**Exercise prompt:** State only how many lines below include the string "message".

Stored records
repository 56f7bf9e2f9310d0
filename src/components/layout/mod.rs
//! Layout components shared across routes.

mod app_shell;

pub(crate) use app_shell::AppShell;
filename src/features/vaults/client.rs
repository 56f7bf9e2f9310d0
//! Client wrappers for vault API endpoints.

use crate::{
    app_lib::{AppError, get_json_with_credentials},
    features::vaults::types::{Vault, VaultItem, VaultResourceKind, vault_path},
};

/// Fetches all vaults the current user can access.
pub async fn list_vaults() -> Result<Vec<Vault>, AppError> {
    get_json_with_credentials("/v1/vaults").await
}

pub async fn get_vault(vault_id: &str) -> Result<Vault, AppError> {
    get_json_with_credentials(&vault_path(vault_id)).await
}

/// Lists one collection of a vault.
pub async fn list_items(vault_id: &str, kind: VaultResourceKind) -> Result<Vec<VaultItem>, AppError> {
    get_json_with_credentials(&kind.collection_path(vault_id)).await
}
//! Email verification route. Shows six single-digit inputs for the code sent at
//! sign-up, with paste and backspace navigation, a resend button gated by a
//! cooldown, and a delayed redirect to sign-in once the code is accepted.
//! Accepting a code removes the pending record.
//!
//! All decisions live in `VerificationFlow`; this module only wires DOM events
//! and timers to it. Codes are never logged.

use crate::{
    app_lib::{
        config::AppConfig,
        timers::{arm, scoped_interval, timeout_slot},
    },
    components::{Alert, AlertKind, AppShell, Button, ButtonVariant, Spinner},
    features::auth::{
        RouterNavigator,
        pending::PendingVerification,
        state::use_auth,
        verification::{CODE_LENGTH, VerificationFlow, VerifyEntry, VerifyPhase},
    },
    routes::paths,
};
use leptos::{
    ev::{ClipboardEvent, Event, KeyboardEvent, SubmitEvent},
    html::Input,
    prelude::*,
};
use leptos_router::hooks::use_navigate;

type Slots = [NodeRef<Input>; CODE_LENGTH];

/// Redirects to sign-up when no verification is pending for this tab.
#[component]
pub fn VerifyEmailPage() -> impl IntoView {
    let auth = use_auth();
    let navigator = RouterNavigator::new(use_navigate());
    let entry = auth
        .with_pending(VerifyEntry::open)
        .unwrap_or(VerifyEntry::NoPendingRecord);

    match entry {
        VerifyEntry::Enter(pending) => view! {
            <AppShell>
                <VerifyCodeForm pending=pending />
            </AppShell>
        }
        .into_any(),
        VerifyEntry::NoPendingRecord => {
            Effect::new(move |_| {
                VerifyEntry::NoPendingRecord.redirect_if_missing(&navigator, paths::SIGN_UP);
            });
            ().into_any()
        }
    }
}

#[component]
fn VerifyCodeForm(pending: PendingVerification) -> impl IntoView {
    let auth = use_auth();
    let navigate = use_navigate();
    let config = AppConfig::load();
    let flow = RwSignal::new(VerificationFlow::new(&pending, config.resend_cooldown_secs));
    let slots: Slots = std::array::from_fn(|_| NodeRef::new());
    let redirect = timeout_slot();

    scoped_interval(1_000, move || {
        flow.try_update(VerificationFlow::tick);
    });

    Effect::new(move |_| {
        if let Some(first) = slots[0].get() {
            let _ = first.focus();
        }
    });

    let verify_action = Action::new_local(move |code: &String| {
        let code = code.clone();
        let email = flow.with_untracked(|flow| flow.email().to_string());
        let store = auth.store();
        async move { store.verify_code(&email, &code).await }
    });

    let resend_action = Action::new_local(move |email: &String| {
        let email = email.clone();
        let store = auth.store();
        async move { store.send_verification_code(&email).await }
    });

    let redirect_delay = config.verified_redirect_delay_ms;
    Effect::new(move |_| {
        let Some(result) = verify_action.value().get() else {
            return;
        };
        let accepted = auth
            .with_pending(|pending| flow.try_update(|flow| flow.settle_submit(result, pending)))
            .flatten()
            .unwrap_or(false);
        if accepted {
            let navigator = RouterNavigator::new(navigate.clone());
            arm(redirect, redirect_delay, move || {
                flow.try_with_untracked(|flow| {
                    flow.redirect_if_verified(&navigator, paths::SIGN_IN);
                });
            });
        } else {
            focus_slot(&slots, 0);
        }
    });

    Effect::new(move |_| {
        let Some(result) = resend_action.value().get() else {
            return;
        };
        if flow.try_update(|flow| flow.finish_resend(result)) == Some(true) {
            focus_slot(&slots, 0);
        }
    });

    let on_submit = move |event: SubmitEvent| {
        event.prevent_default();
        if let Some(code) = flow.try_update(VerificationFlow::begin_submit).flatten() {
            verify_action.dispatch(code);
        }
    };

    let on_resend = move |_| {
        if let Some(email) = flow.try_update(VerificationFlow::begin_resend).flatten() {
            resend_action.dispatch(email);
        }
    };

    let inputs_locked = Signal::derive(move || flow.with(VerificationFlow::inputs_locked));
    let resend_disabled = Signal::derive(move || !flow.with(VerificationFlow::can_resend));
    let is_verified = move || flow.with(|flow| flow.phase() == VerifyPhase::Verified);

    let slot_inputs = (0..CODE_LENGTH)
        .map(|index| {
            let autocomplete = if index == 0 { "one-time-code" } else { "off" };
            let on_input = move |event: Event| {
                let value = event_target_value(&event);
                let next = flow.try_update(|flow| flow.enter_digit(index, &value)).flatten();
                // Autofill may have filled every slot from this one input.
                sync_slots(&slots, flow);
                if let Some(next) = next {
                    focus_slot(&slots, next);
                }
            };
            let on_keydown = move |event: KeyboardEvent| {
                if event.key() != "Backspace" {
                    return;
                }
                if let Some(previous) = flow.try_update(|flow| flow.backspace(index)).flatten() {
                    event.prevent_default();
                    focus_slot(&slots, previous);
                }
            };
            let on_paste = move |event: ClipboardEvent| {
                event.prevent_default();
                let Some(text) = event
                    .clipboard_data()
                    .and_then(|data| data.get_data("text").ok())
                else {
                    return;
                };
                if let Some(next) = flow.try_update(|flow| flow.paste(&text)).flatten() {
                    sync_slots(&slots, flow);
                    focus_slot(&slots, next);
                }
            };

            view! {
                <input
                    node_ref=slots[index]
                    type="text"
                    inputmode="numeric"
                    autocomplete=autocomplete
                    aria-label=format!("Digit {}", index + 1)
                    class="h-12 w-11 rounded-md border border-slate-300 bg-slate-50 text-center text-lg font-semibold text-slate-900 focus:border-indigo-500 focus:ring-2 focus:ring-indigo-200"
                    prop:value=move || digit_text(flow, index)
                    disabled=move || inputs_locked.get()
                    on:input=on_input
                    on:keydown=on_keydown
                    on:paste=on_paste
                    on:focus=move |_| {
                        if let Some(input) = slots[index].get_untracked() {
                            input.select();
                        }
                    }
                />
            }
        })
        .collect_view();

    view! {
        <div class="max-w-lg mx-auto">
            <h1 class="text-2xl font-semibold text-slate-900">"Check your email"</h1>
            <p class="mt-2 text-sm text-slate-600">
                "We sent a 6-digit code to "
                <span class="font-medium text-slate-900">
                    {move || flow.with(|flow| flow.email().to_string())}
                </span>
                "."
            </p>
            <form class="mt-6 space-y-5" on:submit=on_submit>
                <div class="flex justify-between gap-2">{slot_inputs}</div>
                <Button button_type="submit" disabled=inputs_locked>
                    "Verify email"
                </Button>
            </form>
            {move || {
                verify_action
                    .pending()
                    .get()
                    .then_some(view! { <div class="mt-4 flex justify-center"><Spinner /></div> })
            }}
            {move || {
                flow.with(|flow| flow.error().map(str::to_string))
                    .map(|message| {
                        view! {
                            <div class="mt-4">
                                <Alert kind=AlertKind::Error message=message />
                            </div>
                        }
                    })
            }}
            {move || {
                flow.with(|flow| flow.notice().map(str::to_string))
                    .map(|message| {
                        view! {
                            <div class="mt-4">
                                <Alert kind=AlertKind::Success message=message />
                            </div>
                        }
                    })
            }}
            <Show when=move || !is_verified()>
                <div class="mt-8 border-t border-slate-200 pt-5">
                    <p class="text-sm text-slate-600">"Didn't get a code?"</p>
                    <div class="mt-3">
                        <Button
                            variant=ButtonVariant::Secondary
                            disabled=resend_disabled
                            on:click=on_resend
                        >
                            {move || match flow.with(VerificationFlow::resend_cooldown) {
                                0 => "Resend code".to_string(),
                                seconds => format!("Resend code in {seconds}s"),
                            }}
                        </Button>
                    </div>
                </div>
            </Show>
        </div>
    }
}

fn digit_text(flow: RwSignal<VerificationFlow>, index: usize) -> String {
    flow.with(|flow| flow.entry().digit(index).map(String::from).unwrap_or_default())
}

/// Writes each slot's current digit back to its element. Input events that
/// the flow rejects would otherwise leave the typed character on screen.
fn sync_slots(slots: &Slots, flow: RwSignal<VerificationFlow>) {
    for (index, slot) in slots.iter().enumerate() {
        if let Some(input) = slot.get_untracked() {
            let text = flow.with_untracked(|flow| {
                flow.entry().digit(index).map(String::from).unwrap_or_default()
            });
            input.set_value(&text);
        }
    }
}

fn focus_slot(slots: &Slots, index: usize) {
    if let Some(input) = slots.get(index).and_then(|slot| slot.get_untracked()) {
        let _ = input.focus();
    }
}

**Solution to the problem:** 4